The Android SDK ships with a number of powerful tools to help with common Android development tasks. The Android documentation is an essential reference for developers. The DDMS debugging tool, which is integrated into the Eclipse development environment as a perspective, is useful for monitoring emulators and devices. The Android emulator can be used for running and debugging Android applications virtually, without the need for an actual device. There are also a number of other tools for interacting with handsets and emulators in a variety of situations.

Q&A

Q. Is the Android documentation installed with the Android SDK the same as the documentation found at http://developer.android.com (http://goo.gl/K8GgD)?

A. No. The documentation installed with the SDK was "frozen" at the time the SDK was released, which means it is specific to the version of the Android SDK you installed. The online documentation is always the latest version of the Android SDK. We recommend using the online documentation, unless you are working offline or have a slow Internet connection, in which case the local SDK documentation should suffice.

Q. Do you have to develop Android applications with Eclipse?

A. No. Eclipse is the preferred development environment for Android (and the IDE used by this book), but it is not required for Android development. The ADT plug-in for Eclipse provides a convenient entry point for many of the underlying development tools for creating, debugging, packaging, and signing Android applications. Developers who do not use Eclipse (or simply want access to these tools outside of the IDE) can run the underlying tools directly from the command line. For more information about developing using other IDEs, see the Android developer website at http://goo.gl/KXcZj.

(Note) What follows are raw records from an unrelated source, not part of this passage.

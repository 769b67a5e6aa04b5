//! The run manifest and the JSON peak list and raw spectrum readers.
//!
//! A manifest lists the samples in alignment order:
//!
//! ```json
//! {
//!   "files": [
//!     {"name": "QC_01", "peaks": "QC_01.peaks.json", "raw": "QC_01.scans.json",
//!      "calibration": {"kind": "Alkanes", "standards": {"10": 4.12, "12": 6.03}}}
//!   ]
//! }
//! ```
//!
//! Relative paths are resolved against the manifest's directory. Any of the
//! referenced files may be gzip compressed.
use std::collections::{BTreeMap, HashMap};
use std::fs;
use std::io::{self, prelude::*};
use std::path::{Path, PathBuf};

use flate2::bufread::MultiGzDecoder;
use itertools::Itertools;
use mzpeaks::CentroidPeak;
use serde::{de::DeserializeOwned, Deserialize, Serialize};
use tracing::debug;

use mzspot::{
    AnalysisFile, ChromXType, ChromatogramPeakFeature, IonMode, PeakFeatureSource, RawSpectrum,
    RawSpectrumSource, RetentionIndexCalibration, RiCompoundType,
};

use crate::driver::MZSpotterError;

#[derive(Debug, Clone, PartialEq, Serialize, Deserialize)]
pub struct CalibrationEntry {
    #[serde(default)]
    pub kind: RiCompoundType,
    /// Carbon number to retention time
    pub standards: BTreeMap<u32, f64>,
}

#[derive(Debug, Clone, PartialEq, Serialize, Deserialize)]
pub struct ManifestEntry {
    pub name: String,
    pub peaks: PathBuf,
    #[serde(default)]
    pub raw: Option<PathBuf>,
    #[serde(default)]
    pub calibration: Option<CalibrationEntry>,
}

#[derive(Debug, Clone, PartialEq, Serialize, Deserialize)]
pub struct Manifest {
    pub files: Vec<ManifestEntry>,
    #[serde(skip)]
    root: PathBuf,
}

fn open_maybe_gzipped(path: &Path) -> io::Result<Box<dyn BufRead>> {
    let mut handle = io::BufReader::new(fs::File::open(path)?);
    let compressed = handle.fill_buf()?.starts_with(&[0x1f, 0x8b]);
    if compressed {
        Ok(Box::new(io::BufReader::new(MultiGzDecoder::new(handle))))
    } else {
        Ok(Box::new(handle))
    }
}

fn read_json<T: DeserializeOwned>(path: &Path) -> io::Result<T> {
    let reader = open_maybe_gzipped(path)?;
    serde_json::from_reader(reader).map_err(|e| {
        io::Error::new(
            io::ErrorKind::InvalidData,
            format!("Failed to parse {}: {e}", path.display()),
        )
    })
}

impl Manifest {
    pub fn from_path(path: impl AsRef<Path>) -> Result<Self, MZSpotterError> {
        let path = path.as_ref();
        let reader = open_maybe_gzipped(path).map_err(|source| MZSpotterError::ManifestError {
            path: path.display().to_string(),
            source,
        })?;
        let mut manifest: Manifest = serde_json::from_reader(reader).map_err(|source| MZSpotterError::JSONError {
            path: path.display().to_string(),
            source,
        })?;
        manifest.root = path.parent().map(Path::to_path_buf).unwrap_or_default();
        Ok(manifest)
    }

    fn resolve(&self, path: &Path) -> PathBuf {
        if path.is_absolute() {
            path.to_path_buf()
        } else {
            self.root.join(path)
        }
    }

    /// Build the analysis files, fitting each file's calibration, and the
    /// sources that read their peaks and spectra.
    pub fn into_sources(self) -> Result<(Vec<AnalysisFile>, JsonPeakSource, JsonRawSource), MZSpotterError> {
        let mut files = Vec::with_capacity(self.files.len());
        let mut peaks = HashMap::new();
        let mut raw = HashMap::new();
        for (i, entry) in self.files.iter().enumerate() {
            let mut file = AnalysisFile::new(i, entry.name.clone());
            if let Some(cal) = entry.calibration.as_ref() {
                file = file.with_calibration(RetentionIndexCalibration::from_standards(cal.kind, &cal.standards)?);
            }
            peaks.insert(i, self.resolve(&entry.peaks));
            if let Some(path) = entry.raw.as_ref() {
                raw.insert(i, self.resolve(path));
            }
            files.push(file);
        }
        if let Some(dup) = files.iter().map(|f| f.name.as_str()).duplicates().next() {
            return Err(MZSpotterError::InvalidManifest(format!(
                "The sample name {dup} appears more than once"
            )));
        }
        debug!("Manifest lists {} files, {} with raw spectra", files.len(), raw.len());
        Ok((files, JsonPeakSource { paths: peaks }, JsonRawSource { paths: raw }))
    }
}

/// One detected peak as written by an upstream peak picker
#[derive(Debug, Clone, PartialEq, Serialize, Deserialize)]
pub struct PeakRecord {
    pub id: i64,
    pub rt: f64,
    pub rt_left: f64,
    pub rt_right: f64,
    pub mz: f64,
    pub height: f64,
    #[serde(default)]
    pub area: Option<f64>,
    #[serde(default)]
    pub quant_mass: Option<f64>,
    #[serde(default)]
    pub ri: Option<f64>,
    #[serde(default)]
    pub drift: Option<f64>,
    #[serde(default)]
    pub ccs: Option<f64>,
    #[serde(default)]
    pub signal_to_noise: Option<f64>,
    /// `[mz, intensity]` pairs
    #[serde(default)]
    pub spectrum: Vec<(f64, f32)>,
    /// Isotope abundances, M+0 first
    #[serde(default)]
    pub isotopes: Vec<f64>,
}

fn to_centroids(pairs: &[(f64, f32)]) -> Vec<CentroidPeak> {
    pairs
        .iter()
        .enumerate()
        .map(|(i, (mz, intensity))| CentroidPeak::new(*mz, *intensity, i as u32))
        .collect()
}

impl From<PeakRecord> for ChromatogramPeakFeature {
    fn from(record: PeakRecord) -> Self {
        let mut feature =
            ChromatogramPeakFeature::new(record.id, record.rt_left, record.rt, record.rt_right, record.mz, record.height);
        if let Some(area) = record.area {
            feature.area_above_zero = area;
            feature.area_above_baseline = area;
        }
        if let Some(quant_mass) = record.quant_mass {
            feature.quant_mass = quant_mass;
        }
        if let Some(ri) = record.ri {
            feature.chrom_top.set(ChromXType::RI, ri);
        }
        if let Some(drift) = record.drift {
            for chrom in [&mut feature.chrom_left, &mut feature.chrom_top, &mut feature.chrom_right] {
                chrom.set(ChromXType::Drift, drift);
            }
        }
        feature.ccs = record.ccs;
        feature.signal_to_noise = record.signal_to_noise.unwrap_or_default();
        feature.spectrum = to_centroids(&record.spectrum);
        feature.isotope_abundances = record.isotopes;
        feature
    }
}

/// One raw scan
#[derive(Debug, Clone, PartialEq, Serialize, Deserialize)]
pub struct ScanRecord {
    pub index: usize,
    pub rt: f64,
    #[serde(default = "ScanRecord::default_ms_level")]
    pub ms_level: u8,
    #[serde(default)]
    pub polarity: IonMode,
    #[serde(default)]
    pub precursor_mz: Option<f64>,
    #[serde(default)]
    pub drift: Option<f64>,
    pub peaks: Vec<(f64, f32)>,
}

impl ScanRecord {
    fn default_ms_level() -> u8 {
        1
    }
}

impl From<ScanRecord> for RawSpectrum {
    fn from(record: ScanRecord) -> Self {
        let mut spectrum = RawSpectrum::new(record.index, record.rt, record.ms_level, to_centroids(&record.peaks));
        spectrum.polarity = record.polarity;
        spectrum.precursor_mz = record.precursor_mz;
        spectrum.drift = record.drift;
        spectrum
    }
}

/// Reads each file's peaks from a JSON array of [`PeakRecord`]
#[derive(Debug, Clone, Default)]
pub struct JsonPeakSource {
    paths: HashMap<usize, PathBuf>,
}

impl PeakFeatureSource for JsonPeakSource {
    fn load_peaks(&self, file: &AnalysisFile) -> io::Result<Vec<ChromatogramPeakFeature>> {
        let path = self.paths.get(&file.id).ok_or_else(|| {
            io::Error::new(
                io::ErrorKind::NotFound,
                format!("No peak list registered for {}", file.name),
            )
        })?;
        let records: Vec<PeakRecord> = read_json(path)?;
        debug!("Read {} peaks from {}", records.len(), path.display());
        Ok(records.into_iter().map(ChromatogramPeakFeature::from).collect())
    }
}

/// Reads each file's scans from a JSON array of [`ScanRecord`]
#[derive(Debug, Clone, Default)]
pub struct JsonRawSource {
    paths: HashMap<usize, PathBuf>,
}

impl RawSpectrumSource for JsonRawSource {
    fn load_spectra(&self, file: &AnalysisFile) -> io::Result<Vec<RawSpectrum>> {
        let path = self.paths.get(&file.id).ok_or_else(|| {
            io::Error::new(
                io::ErrorKind::NotFound,
                format!("{} has missing peaks but no raw spectra to fill them from", file.name),
            )
        })?;
        let records: Vec<ScanRecord> = read_json(path)?;
        debug!("Read {} scans from {}", records.len(), path.display());
        Ok(records.into_iter().map(RawSpectrum::from).collect())
    }
}

#[cfg(test)]
mod test {
    use super::*;

    #[test]
    fn test_peak_record_conversion() -> Result<(), serde_json::Error> {
        let record: PeakRecord = serde_json::from_str(
            r#"{"id": 3, "rt": 5.0, "rt_left": 4.95, "rt_right": 5.05, "mz": 300.1,
                "height": 1000.0, "ri": 1250.0, "spectrum": [[100.0, 50.0], [90.0, 10.0]]}"#,
        )?;
        let feature = ChromatogramPeakFeature::from(record);
        assert_eq!(feature.peak_id, 3);
        assert_eq!(feature.quant_mass, 300.1);
        assert_eq!(feature.chrom_top.ri(), Some(1250.0));
        assert_eq!(feature.chrom_top.main_type(), ChromXType::RT);
        assert_eq!(feature.spectrum.len(), 2);
        Ok(())
    }

    #[test]
    fn test_scan_record_defaults() -> Result<(), serde_json::Error> {
        let record: ScanRecord = serde_json::from_str(r#"{"index": 0, "rt": 1.0, "peaks": [[200.0, 5.0]]}"#)?;
        let spectrum = RawSpectrum::from(record);
        assert_eq!(spectrum.ms_level, 1);
        assert_eq!(spectrum.polarity, IonMode::Positive);
        assert_eq!(spectrum.peaks.len(), 1);
        Ok(())
    }
}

Q. Is testing your application on the emulator alone sufficient?

A. No. The Android emulator simulates the functionality of a real device and can be a big time- and cost-saving tool for Android projects. It is a convenient tool for testing, but it can only pretend at real device behavior. The emulator cannot actually determine your real location or make a phone call. Also, the emulator is a generic device simulation and does not attempt to emulate any quirky details of a specific device or user experience. Just because your application runs fine on the emulator does not guarantee that it will work on the device.